Question

Snp Format For Gff3: 'Name=' Vs 'Id='

0

Entering edit mode

11.5 years ago

Pavel Senin ★ 1.9k

Hi folks: I am trying to get SNPs displayed in IGV track by loading them from GFF file, when I use 'Name=...' for naming of SNP, it is not displayed, with 'ID=...' it's visible, so my question is what is the proper SNP annotation format for GFF3?

(For example GMOD manual says: Name - Display name for the feature. This is the name to be displayed to the user. Unlike IDs, there is no requirement that the Name be unique within the file... So I assume that 'Name=...' must be OK for IGV too?)

snp gff3 • 3.1k views

ADD COMMENT • link updated 11.5 years ago by cain.cshl ▴ 70 • written 11.5 years ago by Pavel Senin ★ 1.9k

score 1 · Answer 1 · 2012-11-23

1

Entering edit mode

11.5 years ago

cain.cshl ▴ 70

Well, it's flexible to the extent that it's not XML, but the standard is pretty clear in this regard. While you may need ID and Name to make IGV happy, you should only need Name, since ID is not intended to convey any meaning outside of the GFF file. You should complain to the authors of IGV that this is a bug in their GFF handling.

ADD COMMENT • link 11.5 years ago by cain.cshl ▴ 70

0

Entering edit mode

I would disagree about ID field role, since it is unique - it provides a lot of convenience for "grepping" only the thing one needs. It might be the case for IGV too - they may index features by ID.
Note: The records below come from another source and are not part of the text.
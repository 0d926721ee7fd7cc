//! Tracing span and event helpers for client operations.
//!
//! These helpers centralise span creation with dynamic level selection and
//! per-command timing emission, keeping the instrumentation logic out of the
//! client methods. Every span hangs off the client's own span rather than
//! whatever span happens to be current in the caller.

use std::time::Instant;

use tracing::{Level, Span};

use super::{close::CloseReason, tracing_config::TracingConfig};

/// Create a tracing span at a dynamically selected level under `parent`.
///
/// Each branch calls the corresponding `tracing::<level>_span!` macro, which
/// keeps the span metadata statically known per branch while the branch
/// selection is dynamic.
macro_rules! dynamic_span {
    ($level:expr, $parent:expr, $name:expr $(, $($field:tt)*)?) => {
        match $level {
            Level::ERROR => tracing::error_span!(parent: $parent, $name $(, $($field)*)?),
            Level::WARN  => tracing::warn_span!(parent: $parent, $name $(, $($field)*)?),
            Level::INFO  => tracing::info_span!(parent: $parent, $name $(, $($field)*)?),
            Level::DEBUG => tracing::debug_span!(parent: $parent, $name $(, $($field)*)?),
            Level::TRACE => tracing::trace_span!(parent: $parent, $name $(, $($field)*)?),
        }
    };
}

/// Create a span for the `dial` operation.
#[expect(
    clippy::cognitive_complexity,
    reason = "complexity from dynamic_span! macro expansion"
)]
pub(crate) fn dial_span(config: &TracingConfig, parent: &Span, candidates: usize) -> Span {
    dynamic_span!(
        config.dial_level,
        parent,
        "client.dial",
        candidates = candidates,
        peer.addr = tracing::field::Empty
    )
}

/// Create a span for one outbound message.
#[expect(
    clippy::cognitive_complexity,
    reason = "complexity from dynamic_span! macro expansion"
)]
pub(crate) fn send_span(
    config: &TracingConfig,
    parent: &Span,
    operation: u32,
    frame_bytes: usize,
) -> Span {
    dynamic_span!(
        config.send_level,
        parent,
        "client.send",
        operation = operation,
        frame.bytes = frame_bytes
    )
}

/// Create a span for teardown.
#[expect(
    clippy::cognitive_complexity,
    reason = "complexity from dynamic_span! macro expansion"
)]
pub(crate) fn close_span(config: &TracingConfig, parent: &Span, reason: CloseReason) -> Span {
    dynamic_span!(
        config.close_level,
        parent,
        "client.close",
        reason = reason.as_str(),
        result = tracing::field::Empty
    )
}

/// Create the span the reader loop runs in.
#[expect(
    clippy::cognitive_complexity,
    reason = "complexity from dynamic_span! macro expansion"
)]
pub(crate) fn reader_span(config: &TracingConfig, parent: &Span) -> Span {
    dynamic_span!(config.loop_level, parent, "client.reader")
}

/// Create the span the event loop runs in.
#[expect(
    clippy::cognitive_complexity,
    reason = "complexity from dynamic_span! macro expansion"
)]
pub(crate) fn event_loop_span(config: &TracingConfig, parent: &Span) -> Span {
    dynamic_span!(config.loop_level, parent, "client.event_loop")
}

/// Record elapsed time if timing was enabled for this operation.
///
/// The `start` parameter is `None` when timing is disabled. When `Some`, an
/// event is emitted with the `elapsed_us` field at `DEBUG` level.
pub(crate) fn emit_timing_event(start: Option<Instant>) {
    if let Some(start) = start {
        let elapsed_us = start.elapsed().as_micros();
        tracing::debug!(elapsed_us = elapsed_us, "operation.timing");
    }
}

/// Start a timer when `enabled`.
pub(crate) fn start_timer(enabled: bool) -> Option<Instant> { enabled.then(Instant::now) }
ADD REPLY • link 11.5 years ago by Pavel Senin ★ 1.9k

0

Entering edit mode

But it is only guaranteed unique within a given GFF file; if you want to "overload" the ID for your GFF files, that's fine, but understand that is not what the spec says it is for, so general use software that is written to work with GFF shouldn't be using it in that way. Of course, software would probably want to "keep track" of IDs (since they indicate parent child relationships), but they shouldn't be using them for the name of the feature (there's already a tag for that), an alias (there's a tag for that too) or for that matter, for a database accession (tag for that).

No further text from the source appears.